▶ [Activity]
Transcribe the records in their entirety, exactly as given.

(Dataset records)

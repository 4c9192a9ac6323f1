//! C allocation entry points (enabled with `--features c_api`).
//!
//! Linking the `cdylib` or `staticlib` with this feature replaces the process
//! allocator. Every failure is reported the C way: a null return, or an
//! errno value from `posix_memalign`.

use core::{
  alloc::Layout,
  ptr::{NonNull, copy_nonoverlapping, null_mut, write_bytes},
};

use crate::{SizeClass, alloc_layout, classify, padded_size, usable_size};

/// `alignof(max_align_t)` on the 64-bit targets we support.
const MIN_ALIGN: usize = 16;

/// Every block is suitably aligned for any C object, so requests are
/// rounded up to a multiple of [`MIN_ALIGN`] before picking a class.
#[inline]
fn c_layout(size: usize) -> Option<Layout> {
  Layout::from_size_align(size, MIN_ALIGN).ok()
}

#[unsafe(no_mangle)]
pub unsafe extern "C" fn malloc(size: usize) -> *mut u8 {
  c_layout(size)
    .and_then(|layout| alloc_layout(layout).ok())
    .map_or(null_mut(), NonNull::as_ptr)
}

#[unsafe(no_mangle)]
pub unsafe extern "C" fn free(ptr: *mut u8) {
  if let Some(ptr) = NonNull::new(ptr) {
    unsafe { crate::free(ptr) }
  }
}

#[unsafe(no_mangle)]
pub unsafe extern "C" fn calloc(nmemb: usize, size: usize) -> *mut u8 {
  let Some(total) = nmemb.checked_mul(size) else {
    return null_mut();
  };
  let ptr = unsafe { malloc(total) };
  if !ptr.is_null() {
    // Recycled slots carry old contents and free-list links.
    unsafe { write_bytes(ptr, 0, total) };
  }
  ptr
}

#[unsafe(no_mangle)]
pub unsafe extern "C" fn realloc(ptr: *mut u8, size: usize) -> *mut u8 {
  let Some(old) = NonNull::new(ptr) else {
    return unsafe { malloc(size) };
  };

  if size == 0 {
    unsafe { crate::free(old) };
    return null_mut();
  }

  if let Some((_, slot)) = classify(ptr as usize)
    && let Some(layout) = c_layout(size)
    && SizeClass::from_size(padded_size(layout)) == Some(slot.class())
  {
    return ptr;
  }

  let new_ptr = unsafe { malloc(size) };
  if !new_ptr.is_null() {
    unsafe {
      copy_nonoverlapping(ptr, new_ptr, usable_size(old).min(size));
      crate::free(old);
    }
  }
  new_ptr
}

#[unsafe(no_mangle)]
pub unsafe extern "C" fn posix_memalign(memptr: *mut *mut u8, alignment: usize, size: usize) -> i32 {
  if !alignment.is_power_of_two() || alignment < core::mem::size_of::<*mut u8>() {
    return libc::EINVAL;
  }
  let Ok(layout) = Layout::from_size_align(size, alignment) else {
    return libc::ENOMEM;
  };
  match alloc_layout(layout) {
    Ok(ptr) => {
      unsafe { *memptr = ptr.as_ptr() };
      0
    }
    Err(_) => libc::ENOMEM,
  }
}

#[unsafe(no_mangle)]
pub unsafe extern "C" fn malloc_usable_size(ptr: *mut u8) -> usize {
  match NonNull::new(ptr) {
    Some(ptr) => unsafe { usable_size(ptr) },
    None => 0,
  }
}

(End Dataset records)

▶ [Task solution]
repository 4c9192a9ac6323f1
//! C allocation entry points (enabled with `--features c_api`).
//!
//! Linking the `cdylib` or `staticlib` with this feature replaces the process
//! allocator. Every failure is reported the C way: a null return, or an
//! errno value from `posix_memalign`.

use core::{
  alloc::Layout,
  ptr::{NonNull, copy_nonoverlapping, null_mut, write_bytes},
};

use crate::{SizeClass, alloc_layout, classify, padded_size, usable_size};

/// `alignof(max_align_t)` on the 64-bit targets we support.
const MIN_ALIGN: usize = 16;

/// Every block is suitably aligned for any C object, so requests are
/// rounded up to a multiple of [`MIN_ALIGN`] before picking a class.
#[inline]
fn c_layout(size: usize) -> Option<Layout> {
  Layout::from_size_align(size, MIN_ALIGN).ok()
}

#[unsafe(no_mangle)]
pub unsafe extern "C" fn malloc(size: usize) -> *mut u8 {
  c_layout(size)
    .and_then(|layout| alloc_layout(layout).ok())
    .map_or(null_mut(), NonNull::as_ptr)
}

#[unsafe(no_mangle)]
pub unsafe extern "C" fn free(ptr: *mut u8) {
  if let Some(ptr) = NonNull::new(ptr) {
    unsafe { crate::free(ptr) }
  }
}

#[unsafe(no_mangle)]
pub unsafe extern "C" fn calloc(nmemb: usize, size: usize) -> *mut u8 {
  let Some(total) = nmemb.checked_mul(size) else {
    return null_mut();
  };
  let ptr = unsafe { malloc(total) };
  if !ptr.is_null() {
    // Recycled slots carry old contents and free-list links.
    unsafe { write_bytes(ptr, 0, total) };
  }
  ptr
}

#[unsafe(no_mangle)]
pub unsafe extern "C" fn realloc(ptr: *mut u8, size: usize) -> *mut u8 {
  let Some(old) = NonNull::new(ptr) else {
    return unsafe { malloc(size) };
  };

  if size == 0 {
    unsafe { crate::free(old) };
    return null_mut();
  }

  if let Some((_, slot)) = classify(ptr as usize)
    && let Some(layout) = c_layout(size)
    && SizeClass::from_size(padded_size(layout)) == Some(slot.class())
  {
    return ptr;
  }

  let new_ptr = unsafe { malloc(size) };
  if !new_ptr.is_null() {
    unsafe {
      copy_nonoverlapping(ptr, new_ptr, usable_size(old).min(size));
      crate::free(old);
    }
  }
  new_ptr
}

#[unsafe(no_mangle)]
pub unsafe extern "C" fn posix_memalign(memptr: *mut *mut u8, alignment: usize, size: usize) -> i32 {
  if !alignment.is_power_of_two() || alignment < core::mem::size_of::<*mut u8>() {
    return libc::EINVAL;
  }
  let Ok(layout) = Layout::from_size_align(size, alignment) else {
    return libc::ENOMEM;
  };
  match alloc_layout(layout) {
    Ok(ptr) => {
      unsafe { *memptr = ptr.as_ptr() };
      0
    }
    Err(_) => libc::ENOMEM,
  }
}

#[unsafe(no_mangle)]
pub unsafe extern "C" fn malloc_usable_size(ptr: *mut u8) -> usize {
  match NonNull::new(ptr) {
    Some(ptr) => unsafe { usable_size(ptr) },
    None => 0,
  }
}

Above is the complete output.